I have a pandas dataframe of energy demand vs. time:
0 1
0 20201231T23-07 39815
1 20201231T22-07 41387
2 20201231T21-07 42798
3 20201231T20-07 44407
4 20201231T19-07 45612
5 20201231T18-07 44920
6 20201231T17-07 42617
7 20201231T16-07 41454
8 20201231T15-07 41371
9 20201231T14-07 41793
10 20201231T13-07 42298
11 20201231T12-07 42740
12 20201231T11-07 43185
13 20201231T10-07 42999
14 20201231T09-07 42373
15 20201231T08-07 41273
16 20201231T07-07 38909
17 20201231T06-07 37099
18 20201231T05-07 36022
19 20201231T04-07 35880
20 20201231T03-07 36305
21 20201231T02-07 36988
22 20201231T01-07 38166
23 20201231T00-07 40167
24 20201230T23-07 42624
25 20201230T22-07 44777
26 20201230T21-07 46205
27 20201230T20-07 47324
28 20201230T19-07 48011
29 20201230T18-07 46995
30 20201230T17-07 44902
31 20201230T16-07 44134
32 20201230T15-07 44228
33 20201230T14-07 44813
34 20201230T13-07 45187
35 20201230T12-07 45622
36 20201230T11-07 45831
37 20201230T10-07 45832
38 20201230T09-07 45476
39 20201230T08-07 44145
40 20201230T07-07 41650
I need to convert the time column into hourly data. I know that Python has some tools that can convert dates directly, is there one I could use here or will I need to do it manually?

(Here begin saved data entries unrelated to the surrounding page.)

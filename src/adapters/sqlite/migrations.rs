//! SQLite database migration management.
//!
//! The extended analysis columns ship as their own migration so a database
//! that lags behind the application (core schema only) can be reproduced by
//! applying a prefix of the list.

use sqlx::SqlitePool;
use thiserror::Error;

/// Errors raised while applying migrations.
#[derive(Debug, Error)]
pub enum MigrationError {
    #[error("Failed to execute migration {version}: {source}")]
    ExecutionError { version: i64, #[source] source: sqlx::Error },
    #[error("Failed to get schema version: {0}")]
    VersionCheckError(#[source] sqlx::Error),
}

/// One versioned SQL script.
#[derive(Debug, Clone)]
pub struct Migration {
    pub version: i64,
    pub description: String,
    pub sql: String,
}

/// Applies embedded migrations and tracks the schema version.
pub struct Migrator {
    pool: SqlitePool,
}

impl Migrator {
    /// Create a migrator for `pool`.
    pub fn new(pool: SqlitePool) -> Self {
        Self { pool }
    }

    /// Apply every migration newer than the current version. Returns how many ran.
    pub async fn run_embedded_migrations(&self, migrations: Vec<Migration>) -> Result<usize, MigrationError> {
        self.ensure_migrations_table().await?;
        let current_version = self.get_current_version().await?;
        let pending: Vec<_> = migrations.into_iter().filter(|m| m.version > current_version).collect();

        for migration in &pending {
            tracing::info!(version = migration.version, description = %migration.description, "applying migration");
            self.apply_migration(migration).await?;
        }

        Ok(pending.len())
    }

    async fn ensure_migrations_table(&self) -> Result<(), MigrationError> {
        sqlx::query(
            "CREATE TABLE IF NOT EXISTS schema_migrations (
                version INTEGER PRIMARY KEY,
                applied_at TEXT NOT NULL DEFAULT (datetime('now')),
                description TEXT
            )"
        )
        .execute(&self.pool)
        .await
        .map_err(|e| MigrationError::ExecutionError { version: 0, source: e })?;
        Ok(())
    }

    /// Highest applied migration version, 0 for a fresh database.
    pub async fn get_current_version(&self) -> Result<i64, MigrationError> {
        let result: Option<(i64,)> = sqlx::query_as("SELECT COALESCE(MAX(version), 0) FROM schema_migrations")
            .fetch_optional(&self.pool)
            .await
            .map_err(MigrationError::VersionCheckError)?;
        Ok(result.map_or(0, |(v,)| v))
    }

    async fn apply_migration(&self, migration: &Migration) -> Result<(), MigrationError> {
        let to_err = |e| MigrationError::ExecutionError { version: migration.version, source: e };

        let mut tx = self.pool.begin().await.map_err(to_err)?;
        sqlx::raw_sql(&migration.sql).execute(&mut *tx).await.map_err(to_err)?;
        sqlx::query("INSERT INTO schema_migrations (version, description) VALUES (?, ?)")
            .bind(migration.version)
            .bind(&migration.description)
            .execute(&mut *tx)
            .await
            .map_err(to_err)?;
        tx.commit().await.map_err(to_err)?;
        Ok(())
    }
}

/// Documents, analyses with their core fields, and bias instances.
pub fn core_schema_migration() -> Migration {
    Migration {
        version: 1,
        description: "Core schema".to_string(),
        sql: include_str!("../../../migrations/001_core_schema.sql").to_string(),
    }
}

/// The nullable JSON columns holding the extended report sections.
pub fn extended_analysis_fields_migration() -> Migration {
    Migration {
        version: 2,
        description: "Extended analysis fields".to_string(),
        sql: include_str!("../../../migrations/002_extended_analysis_fields.sql").to_string(),
    }
}

/// Side table for summary embeddings.
pub fn analysis_embeddings_migration() -> Migration {
    Migration {
        version: 3,
        description: "Analysis embeddings".to_string(),
        sql: include_str!("../../../migrations/003_analysis_embeddings.sql").to_string(),
    }
}

/// Every migration, in version order.
pub fn all_embedded_migrations() -> Vec<Migration> {
    vec![
        core_schema_migration(),
        extended_analysis_fields_migration(),
        analysis_embeddings_migration(),
    ]
}

/// Migrations a lagging deployment has applied: everything except the
/// extended analysis columns.
pub fn core_only_migrations() -> Vec<Migration> {
    vec![core_schema_migration(), analysis_embeddings_migration()]
}
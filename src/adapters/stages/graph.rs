//! Sequential stage-graph engine.

use async_trait::async_trait;
use std::sync::Arc;
use tokio::sync::mpsc;

use crate::domain::errors::{DomainError, DomainResult};
use crate::domain::models::{GraphState, StageEvent, StageInput, StageOutput};
use crate::domain::ports::{AnalysisStage, StageGraph};

const EVENT_BUFFER: usize = 64;

/// Runs its stages one after another, each seeing the state built by the
/// ones before it.
#[derive(Clone)]
pub struct SequentialStageGraph {
    stages: Vec<Arc<dyn AnalysisStage>>,
}

impl SequentialStageGraph {
    /// Build a graph from ordered stages. At least one stage is required.
    pub fn new(stages: Vec<Arc<dyn AnalysisStage>>) -> DomainResult<Self> {
        if stages.is_empty() {
            return Err(DomainError::ValidationFailed("stage graph needs at least one stage".to_string()));
        }
        Ok(Self { stages })
    }

    async fn run_stage(stage: &dyn AnalysisStage, state: &mut GraphState) -> DomainResult<Vec<StageOutput>> {
        let outputs = stage.run(state).await?;
        for output in outputs.iter().cloned() {
            state.apply(output);
        }
        Ok(outputs)
    }
}

#[async_trait]
impl StageGraph for SequentialStageGraph {
    fn node_ids(&self) -> Vec<String> {
        self.stages.iter().map(|s| s.id().to_string()).collect()
    }

    async fn stream(&self, input: StageInput) -> DomainResult<mpsc::Receiver<StageEvent>> {
        let (tx, rx) = mpsc::channel(EVENT_BUFFER);
        let stages = self.stages.clone();

        tokio::spawn(async move {
            let mut state = GraphState::new(input);

            for stage in &stages {
                let node = stage.id().to_string();
                if tx.send(StageEvent::Started { node: node.clone() }).await.is_err() {
                    return;
                }

                match Self::run_stage(stage.as_ref(), &mut state).await {
                    Ok(outputs) => {
                        if tx.send(StageEvent::Finished { node, outputs }).await.is_err() {
                            return;
                        }
                    }
                    Err(e) => {
                        tracing::warn!(stage = %node, error = %e, "stage failed");
                        let _ = tx.send(StageEvent::Failed { node, error: e.to_string() }).await;
                        return;
                    }
                }
            }

            let _ = tx.send(StageEvent::Completed { state: Box::new(state) }).await;
        });

        Ok(rx)
    }

    async fn invoke(&self, input: StageInput) -> DomainResult<GraphState> {
        let mut state = GraphState::new(input);
        for stage in &self.stages {
            Self::run_stage(stage.as_ref(), &mut state)
                .await
                .map_err(|e| DomainError::ExecutionFailed(format!("stage {} failed: {e}", stage.id())))?;
        }
        Ok(state)
    }
}

/// Stand-in graph for a server started without a stage worker. Every run
/// fails with the configured reason.
#[derive(Debug, Clone)]
pub struct UnavailableStageGraph {
    reason: String,
}

impl UnavailableStageGraph {
    /// Create a graph that fails every run with `reason`.
    pub fn new(reason: impl Into<String>) -> Self {
        Self { reason: reason.into() }
    }
}

#[async_trait]
impl StageGraph for UnavailableStageGraph {
    fn node_ids(&self) -> Vec<String> {
        Vec::new()
    }

    async fn stream(&self, _input: StageInput) -> DomainResult<mpsc::Receiver<StageEvent>> {
        Err(DomainError::ExecutionFailed(self.reason.clone()))
    }

    async fn invoke(&self, _input: StageInput) -> DomainResult<GraphState> {
        Err(DomainError::ExecutionFailed(self.reason.clone()))
    }
}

CodePudding user response:
Well just to obtain a time string you could use str.replace
:
df["time"] = df["0"].str.replace(r'^\d{8}T(\d{2})-(\d{2})$', r'\1:\2')
CodePudding user response:
Assuming the time column is currently a string you could convert it to a datetime using pd.to_datetime
and then extract the hour.
If you want to calculate, say, the average demand for each hour you could then use groupby
.
df['time'] = pd.to_datetime(df['time'], format="%Y%m%dT%H-%M").dt.hour
df_demand_by_hour = df.groupby('time').mean()
print(df_demand_by_hour)
demand
time
0 40167.0
1 38166.0
2 36988.0
3 36305.0
4 35880.0
5 36022.0
6 37099.0
7 40279.5
8 42709.0
9 43924.5
10 44415.5
11 44508.0
12 44181.0
13 43742.5
14 43303.0
15 42799.5
16 42794.0
17 43759.5
18 45957.5
19 46811.5
20 45865.5
21 44501.5
22 43082.0
23 41219.5
CodePudding user response:
i don't know exactly what the -07 means but you can turn the string to datetime by doing:
import pandas as pd
import datetime as dt
df['0'] = pd.to_datetime(df['0'], format = '%Y-%m-%d %H:%M:%S').dt.strftime('%H:%M:%S')
df
0 1
0 23:00:00 39815
1 22:00:00 41387
2 21:00:00 42798
3 20:00:00 44407
4 19:00:00 45612
...